Table of Contents
2.4.1 Query building support
The query tool ANNIS supports you in different way. We list them up here.
Annotations per sub-corpus
Every sub-corpus in the list has more information about its annotations behind the <i> next to its name. This helps you find available annotations per (sub-)corpus.
Query Builder: Word sequences and meta information
It comes in two flavors, as you can see. You can use the "General (TigerSearch like)" function, which is a bit more demanding or you can use the "Word sequences and meta information" function. To switch between these two functions, just press the arrow down.
Let us first look at the "Word sequences and meta information" function. This function helps you build queries per (sub-)corpus, so when you first open it, all sections have a button "initialize". When you press this button, the tool looks for available fields and options for the (sub-)corpus that you have selected at that moment. When you switch corpora, you have to re-initialize the tool by closing its tab and starting it anew.
The tool is set up into different sections, which we will discuss in more detail in the following.
In the first section you define the sequence of tokens and their attributes that you want to query for. Figure 2 represents the following query:
- A first token with the value ora
- The same token has to have the part of speech annotation
- A second token with the value siamo has to followed follow the first one.
- The second token has to follow the first one directly, i.e. with no other tokens in between.
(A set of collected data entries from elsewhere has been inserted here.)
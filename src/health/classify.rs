//! Coarse error taxonomy for observability.
//!
//! Classification never influences retry decisions.

use serde::{Deserialize, Serialize};
use std::fmt;

#[derive(Debug, Clone, Copy, PartialEq, Eq, Hash, Serialize, Deserialize)]
#[serde(rename_all = "snake_case")]
pub enum ErrorKind {
    Timeout,
    Network,
    DataMissing,
    AccessDenied,
    NotFound,
    ServerError,
    Unknown,
}

impl ErrorKind {
    pub fn as_str(&self) -> &'static str {
        match self {
            ErrorKind::Timeout => "timeout",
            ErrorKind::Network => "network",
            ErrorKind::DataMissing => "data_missing",
            ErrorKind::AccessDenied => "access_denied",
            ErrorKind::NotFound => "not_found",
            ErrorKind::ServerError => "server_error",
            ErrorKind::Unknown => "unknown",
        }
    }
}

impl fmt::Display for ErrorKind {
    fn fmt(&self, f: &mut fmt::Formatter<'_>) -> fmt::Result {
        f.write_str(self.as_str())
    }
}

/// Substring heuristics; the first match wins.
pub fn classify_error(error: &str) -> ErrorKind {
    let e = error.to_lowercase();
    let has = |needles: &[&str]| needles.iter().any(|n| e.contains(n));

    if has(&["timeout", "timed out"]) {
        ErrorKind::Timeout
    } else if has(&["connection", "network"]) {
        ErrorKind::Network
    } else if has(&["keyerror"]) {
        ErrorKind::DataMissing
    } else if has(&["403", "forbidden"]) {
        ErrorKind::AccessDenied
    } else if has(&["404", "not found"]) {
        ErrorKind::NotFound
    } else if has(&["500", "502", "503"]) {
        ErrorKind::ServerError
    } else {
        ErrorKind::Unknown
    }
}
As you can see in Figure 2, properties that apply to the same token are listed below each other (01 and 02 in Figure 2), while sequences of tokens are listed in a horizontal line (01 and 03 in Figure 2). In order to add more attributes to a specific token, you press the
+ below the token (04 in Figure 2). If you want to add another token to the query, press the button
Add to the right of the last token (05 in Figure 2).
The option of defining the sequence of words in more detail is represented by the rectangle 06 in Figure 2 and explained in more detail in Figure 3, where
.2 stands for a token that is preceding another one with one token in between,
.1,2 represents a token that is directly preceding or with one token in between,
.* represents a token that is indirectly preceding, this with any number of tokens in between, and
. represents a token that is directly preceding.
Scope and Meta information
In the section below the Linguistic sequence (part 07 in Figure 2) you can add additional options to your query that pertain to the whole message or the whole chat as listed in section 2.4.5 Fields available.
Create AQL Query in the section Toolbar, your query is created (number 08 in Figure 2). Additional functions in this section are
Clear the Query Builder, which is used if you want to start anew with your query and
Refresh Query Builder, which you have to click if you decide to select another sub-corpus for your query.
Query Builder. General (TigerSearch like)
This type of query builder focuses on relationships between entities. It basically works as follows: you select an entity (ie. the value of the token) and then select another entity (eg. the part of speech that this tokens is to have) and then link the two via a relationship. Figure 4 shows how this example works.
To work with this query builder, you first select all the nodes (
Add node in Figure 4) required for your query (i.e. the value of the token and the PoS in the example). You then add an edge, i.e. a relationship between these two entities by clicking on the button
Edge on one of your tokens. All other tokens that you have added now show a button
Dock, which you can click to create an relationship between these two tokens. As can be seen inFigure 4, ten different relationships can be created.